[Collected data entries]
-- -- --

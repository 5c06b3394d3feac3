// Copyright 2025 Google LLC
//
// Licensed under the Apache License, Version 2.0 <LICENSE-APACHE or
// https://www.apache.org/licenses/LICENSE-2.0> or the MIT license
// <LICENSE-MIT or https://opensource.org/licenses/MIT>, at your
// option. This file may not be copied, modified, or distributed
// except according to those terms.

//! Adds two large random vectors serially and on a thread pool, and checks
//! that both results agree bit-for-bit.

use clap::{Parser, ValueEnum};
use parvec::{
    CpuPinningPolicy, NumericVector, RangeStrategy, ThreadCount, VectorAdderBuilder,
    DEFAULT_BLOCK_SIZE,
};
use rand::{Rng, SeedableRng};
use rand_chacha::ChaCha12Rng;
use std::hint::black_box;
use std::num::NonZeroUsize;
use std::process::ExitCode;
use std::time::{Duration, Instant};

fn main() -> ExitCode {
    env_logger::init();
    let cli = Cli::parse();

    println!("Generating 2 random vectors of {} elements...", cli.len);
    let mut rng = ChaCha12Rng::seed_from_u64(cli.seed);
    let a = random_vector(&mut rng, cli.len);
    let b = random_vector(&mut rng, cli.len);

    let (expected, serial_time) = timed(|| serial_sum(&a, &b));
    println!("serial: {serial_time:?}");

    let mut adder = VectorAdderBuilder {
        num_threads: match cli.num_threads {
            Some(num_threads) => ThreadCount::Count(num_threads),
            None => ThreadCount::AvailableParallelism,
        },
        range_strategy: match cli.range_strategy {
            RangeStrategyCli::Fixed => RangeStrategy::Fixed,
            RangeStrategyCli::WorkStealing => RangeStrategy::WorkStealing,
        },
        cpu_pinning: CpuPinningPolicy::IfSupported,
        block_size: cli.block_size,
    }
    .build();

    let (actual, parallel_time) = timed(|| adder.add(black_box(&a), black_box(&b)));
    let actual = match actual {
        Ok(actual) => actual,
        Err(e) => {
            eprintln!("Parallel addition failed: {e}");
            return ExitCode::FAILURE;
        }
    };
    println!(
        "parvec ({} threads, blocks of {}): {parallel_time:?}",
        adder.num_threads(),
        adder.block_size()
    );
    if !parallel_time.is_zero() {
        println!(
            "speedup: {:.2}x",
            serial_time.as_secs_f64() / parallel_time.as_secs_f64()
        );
    }

    if !actual.bit_eq(&expected) {
        let index = actual
            .iter()
            .zip(expected.iter())
            .position(|(x, y)| x.to_bits() != y.to_bits());
        eprintln!("Results differ (first mismatch at index {index:?})");
        return ExitCode::FAILURE;
    }
    println!("Results are identical.");
    ExitCode::SUCCESS
}

fn random_vector(rng: &mut ChaCha12Rng, len: usize) -> Vec<f64> {
    (0..len).map(|_| rng.random::<f64>()).collect()
}

/// Reference sum with a plain indexed loop.
#[allow(clippy::needless_range_loop)]
fn serial_sum(a: &[f64], b: &[f64]) -> NumericVector {
    let mut output = vec![0.0; a.len()];
    for i in 0..output.len() {
        output[i] = black_box(a)[i] + black_box(b)[i];
    }
    NumericVector::from(output)
}

fn timed<T>(f: impl FnOnce() -> T) -> (T, Duration) {
    let start = Instant::now();
    let result = f();
    (result, start.elapsed())
}

/// Benchmark of element-wise vector addition.
#[derive(Parser, Debug, PartialEq, Eq)]
#[command(version)]
struct Cli {
    /// Number of elements in each vector.
    #[arg(long, default_value_t = 100_000_000)]
    len: usize,

    /// Seed of the random inputs.
    #[arg(long, default_value_t = 42)]
    seed: u64,

    /// Number of worker threads. Default to the available parallelism.
    #[arg(long)]
    num_threads: Option<NonZeroUsize>,

    /// Policy to split work among threads.
    #[arg(long, value_enum, default_value_t = RangeStrategyCli::WorkStealing)]
    range_strategy: RangeStrategyCli,

    /// Number of elements per block of work.
    #[arg(long, default_value_t = DEFAULT_BLOCK_SIZE)]
    block_size: NonZeroUsize,
}

/// Policy to split work among threads.
#[derive(ValueEnum, Clone, Debug, PartialEq, Eq)]
enum RangeStrategyCli {
    /// Each worker thread processes a fixed sequential chunk of blocks.
    Fixed,
    /// Worker threads can steal blocks from each other.
    WorkStealing,
}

-- -- --

How to complete this task: State how many lines in the records above contain the word "actual". Give nothing but the number.

Solution for this task: 5